Yes, we agree that this point needs to be made clear in a revised manuscript. We will explain how the ‘effective emissivity’ is defined as the longwave radiation emitted to space divided by the expected radiation emitted from the Earth’s surface for a black body at the same temperature. We will explain how the value of the ‘effective emissivity’ reduces if the greenhouse effect strengthens, and that this is the opposite sign to how the emissivity of a layer of gas changes when the greenhouse effect strengthens (e.g. due to the presence of clouds), and we will relate this to the literature pointed out by the reviewer.
“C3: The authors use surface temperatures, outgoing longwave/shortwave radiation and cloud area fraction data from different sources. Was it done deliberately? Would not CERES alone provide all these variables?”
In the revised manuscript we will use CERES EBAF4.2 to provide all data for outgoing shortwave and longwave radiation (at both clear sky and all sky conditions), and cloud area fraction. Surface temperature will be taken from ERA5 reanalysis as we also need a compatible dew point temperature to calculate relative humidity (and ERA5 provides both surface temperature and dew point temperature). ERA5 will also be used for surface pressure.

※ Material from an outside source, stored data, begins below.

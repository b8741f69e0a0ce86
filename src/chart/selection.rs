//! Row selection and ordering for the bar chart.

use crate::aggregator::{EventRecord, EventTable};
use log::debug;
use std::cmp::Reverse;

/// The four stacked columns of one bar
#[derive(Debug, Clone, PartialEq, Eq)]
pub struct PlotRow {
    pub label: String,
    pub start: i64,
    pub before_op: i64,
    pub in_op: i64,
    pub after_op: i64,
}

impl PlotRow {
    /// Segment values in stacking order
    pub fn segments(&self) -> [i64; 4] {
        [self.start, self.before_op, self.in_op, self.after_op]
    }

    /// Bar length, negative segments counted as zero
    pub fn total(&self) -> i64 {
        self.segments()
            .iter()
            .fold(0i64, |acc, v| acc.saturating_add((*v).max(0)))
    }
}

impl From<&EventRecord> for PlotRow {
    fn from(record: &EventRecord) -> Self {
        Self {
            label: record.name.clone(),
            start: record.start,
            before_op: record.before_op,
            in_op: record.in_op,
            after_op: record.after_op,
        }
    }
}

/// Pick the rows to plot
///
/// **Public** - main entry point for selection
///
/// Rows are ranked by `in_op` descending and cut to `top_n`, then
/// reordered by `(start, duration)` descending. Both sorts are stable.
pub fn select_rows(table: &EventTable, top_n: Option<usize>) -> Vec<EventRecord> {
    let mut rows = table.rows().to_vec();

    rows.sort_by_key(|row| Reverse(row.in_op));

    if let Some(n) = top_n {
        rows.truncate(n);
    }

    rows.sort_by_key(|row| Reverse((row.start, row.duration)));

    debug!("Selected {} of {} rows", rows.len(), table.len());

    rows
}

/// Keep only the stacked columns
pub fn plot_rows(rows: &[EventRecord]) -> Vec<PlotRow> {
    rows.iter().map(PlotRow::from).collect()
}

#[cfg(test)]
mod tests {
    use super::*;
    use crate::aggregator::DuplicatePolicy;

    fn record(name: &str, start: i64, in_op: i64, duration: i64) -> EventRecord {
        EventRecord {
            name: name.to_string(),
            start,
            before_op: 1,
            in_op,
            after_op: 1,
            duration,
            scheduled: 0,
            timeline_label: String::new(),
            device: "cpu".to_string(),
        }
    }

    fn table(records: Vec<EventRecord>) -> EventTable {
        EventTable::build(records, DuplicatePolicy::Reject).unwrap()
    }

    fn names(rows: &[EventRecord]) -> Vec<&str> {
        rows.iter().map(|r| r.name.as_str()).collect()
    }

    #[test]
    fn test_top_n_keeps_largest_in_op() {
        let t = table(vec![
            record("a", 0, 10, 12),
            record("b", 5, 50, 52),
            record("c", 9, 30, 32),
            record("d", 3, 40, 42),
        ]);

        let rows = select_rows(&t, Some(2));
        // b and d survive, then ordered by start descending
        assert_eq!(names(&rows), vec!["b", "d"]);
    }

    #[test]
    fn test_top_n_larger_than_table() {
        let t = table(vec![record("a", 0, 10, 12), record("b", 5, 50, 52)]);
        let rows = select_rows(&t, Some(10));
        assert_eq!(names(&rows), vec!["b", "a"]);
    }

    #[test]
    fn test_no_limit_orders_by_start_then_duration() {
        let t = table(vec![
            record("a", 5, 1, 10),
            record("b", 5, 2, 30),
            record("c", 7, 3, 5),
        ]);
        let rows = select_rows(&t, None);
        assert_eq!(names(&rows), vec!["c", "b", "a"]);
    }

    #[test]
    fn test_ties_keep_table_order() {
        let t = table(vec![
            record("a", 0, 10, 10),
            record("b", 0, 10, 10),
            record("c", 0, 10, 10),
        ]);
        let rows = select_rows(&t, Some(2));
        assert_eq!(names(&rows), vec!["a", "b"]);
    }

    #[test]
    fn test_plot_rows_keep_four_columns() {
        let rows = plot_rows(&[record("a", 4, 6, 8)]);
        assert_eq!(rows[0].segments(), [4, 1, 6, 1]);
        assert_eq!(rows[0].total(), 12);
        assert_eq!(rows[0].label, "a");
    }

    #[test]
    fn test_negative_segments_do_not_shrink_total() {
        let row = PlotRow {
            label: "x".to_string(),
            start: 3,
            before_op: 2,
            in_op: -4,
            after_op: 1,
        };
        assert_eq!(row.total(), 6);
    }

    #[test]
    fn test_total_saturates() {
        let row = PlotRow {
            label: "x".to_string(),
            start: i64::MAX,
            before_op: i64::MAX,
            in_op: 1,
            after_op: 0,
        };
        assert_eq!(row.total(), i64::MAX);
    }
}
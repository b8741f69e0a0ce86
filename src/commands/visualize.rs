//! Visualize command implementation.
//!
//! The visualize command:
//! 1. Loads the RunMetadata trace
//! 2. Extracts step-relative events
//! 3. Builds the event table
//! 4. Renders the stacked bar chart
//! 5. Writes output files

use super::models::{VisualizeArgs, VisualizeOutcome};
use crate::aggregator::{extract_events, EventTable};
use crate::chart::{
    generate_text_summary, render_event_chart, select_rows, ColorMapProvider, FixedColorMap,
    RandomColorMap,
};
use crate::output::{derive_output_path, write_event_report, write_png, EventReport};
use crate::parser::{load_run_metadata, TraceSummary};
use crate::utils::config::{MAX_CHART_WIDTH, MIN_CHART_WIDTH};
use anyhow::{Context, Result};
use log::{debug, info};
use std::path::PathBuf;
use std::time::Instant;

/// Execute the visualize command with the color map provider `args` asks for
///
/// **Public** - main entry point called from main.rs
pub fn execute_visualize(args: VisualizeArgs) -> Result<VisualizeOutcome> {
    let mut provider = color_map_provider(&args)?;
    execute_visualize_with(args, provider.as_mut())
}

/// Execute the visualize command with an injected color map provider
///
/// # Errors
/// * Trace read or decode failures
/// * Empty trace
/// * Duplicate node names under the reject policy
/// * Chart would overwrite the trace
/// * File write errors
pub fn execute_visualize_with(
    args: VisualizeArgs,
    provider: &mut dyn ColorMapProvider,
) -> Result<VisualizeOutcome> {
    let start_time = Instant::now();

    let chart_path = resolve_chart_path(&args)?;

    // Step 1: Load trace
    info!("Step 1/5: Loading trace...");
    let trace = load_run_metadata(&args.runmetadata_file).with_context(|| {
        format!(
            "Failed to load RunMetadata from {}",
            args.runmetadata_file.display()
        )
    })?;

    let summary = TraceSummary::of(&trace);
    info!(
        "Trace has {} devices, {} nodes",
        summary.device_count, summary.node_count
    );

    // Step 2: Extract events
    info!("Step 2/5: Extracting events...");
    let events = extract_events(&trace);
    if events.is_empty() {
        anyhow::bail!(
            "trace contains no node stats: {}",
            args.runmetadata_file.display()
        );
    }

    // Step 3: Build table
    info!("Step 3/5: Building event table...");
    let table = EventTable::build(events, args.duplicate_policy)
        .context("Failed to build event table")?;

    debug!("Event table: {} rows", table.len());

    // Step 4: Render chart
    match args.top_n {
        Some(n) => info!("Step 4/5: Rendering top {} operations...", n),
        None => info!("Step 4/5: Rendering all {} operations...", table.len()),
    }
    let image = render_event_chart(&table, args.top_n, provider, &args.chart_config)
        .context("Failed to render chart")?;

    let rows_plotted = args.top_n.map_or(table.len(), |n| n.min(table.len()));

    // Step 5: Write outputs
    info!("Step 5/5: Writing output files...");
    write_png(&image, &chart_path).context("Failed to write chart PNG")?;
    info!("✓ Chart written to: {}", chart_path.display());

    if let Some(json_path) = &args.json_output {
        let report = EventReport::new(args.runmetadata_file.display().to_string(), &table);
        write_event_report(&report, json_path).context("Failed to write event report")?;
        info!("✓ Event report written to: {}", json_path.display());
    }

    if args.print_summary {
        let rows = select_rows(&table, args.top_n);
        println!("\n{}", "=".repeat(80));
        println!("RUNMETADATA SUMMARY");
        println!("{}", "=".repeat(80));
        println!("Trace:      {}", args.runmetadata_file.display());
        println!("Devices:    {}", summary.device_count);
        println!("Operations: {}", table.len());
        println!("\n{}", generate_text_summary(&rows, 20));
        println!("{}", "=".repeat(80));
    }

    let elapsed = start_time.elapsed();
    info!("Visualization completed in {:.2}s", elapsed.as_secs_f64());

    Ok(VisualizeOutcome {
        chart_path,
        json_path: args.json_output,
        rows_plotted,
    })
}

/// Validate visualize arguments
///
/// **Public** - can be called before execute_visualize for early validation
pub fn validate_args(args: &VisualizeArgs) -> Result<()> {
    if args.runmetadata_file.as_os_str().is_empty() {
        anyhow::bail!("--runmetadata_file cannot be empty");
    }

    if args.top_n == Some(0) {
        anyhow::bail!("--top_n must be greater than 0");
    }

    let width = args.chart_config.width;
    if !(MIN_CHART_WIDTH..=MAX_CHART_WIDTH).contains(&width) {
        anyhow::bail!(
            "--width must be between {} and {}",
            MIN_CHART_WIDTH,
            MAX_CHART_WIDTH
        );
    }

    if let Some(name) = &args.color_map {
        FixedColorMap::named(name)?;
    }

    Ok(())
}

/// Chart path for this run, refusing to overwrite the trace itself
///
/// **Private** - internal helper for execute_visualize_with
fn resolve_chart_path(args: &VisualizeArgs) -> Result<PathBuf> {
    let chart_path = args
        .output
        .clone()
        .unwrap_or_else(|| derive_output_path(&args.runmetadata_file));

    if chart_path == args.runmetadata_file {
        anyhow::bail!(
            "Refusing to overwrite the input trace {} with the chart; pass --output",
            chart_path.display()
        );
    }

    Ok(chart_path)
}

/// Provider for `args`: fixed when a map is named, random otherwise
///
/// **Private** - internal helper for execute_visualize
fn color_map_provider(args: &VisualizeArgs) -> Result<Box<dyn ColorMapProvider>> {
    match &args.color_map {
        Some(name) => Ok(Box::new(FixedColorMap::named(name)?)),
        None => Ok(Box::new(RandomColorMap::new(args.seed))),
    }
}
//! Trace loading and schema definitions.
//!
//! This module handles:
//! - The protobuf schema of RunMetadata / StepStats
//! - Reading and decoding trace files

pub mod run_metadata;
pub mod schema;

// Re-export main types
pub use run_metadata::{decode_run_metadata, load_run_metadata, TraceSummary};
pub use schema::{DeviceStepStats, NodeExecStats, RunMetadata, StepStats};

The data will be analysed to 1 degree resolution over both latitude and longitude.
“C4: Are the results presented here sensitive to the bin width of latitudinal bands chosen for analysis?”
In the first version of the manuscript we binned the data in latitudinal bands of 5 degrees. In the revised manuscript we instead use a 1 degree resolution, and analyse the data to 1 degree both latitudinally and longitudinally (i.e. without taking zonal means). Our results following this move to a 1 degree resolution (in both latitude and longitude) are similar to the results of the initial version of the manuscript (with 5 degree resolution and taking the zonal mean), demonstrating that the results are insensitive to the bin width chosen to analyse the data.
“C5: Perhaps the expression for functional relationships derived and described in Appendix B (equation B6) and Appendix D can be moved to the main text in section 3 and 4 respectively. It will also be useful if the fitted cubic expression in Appendix D between T_cold and T_warm is also described.”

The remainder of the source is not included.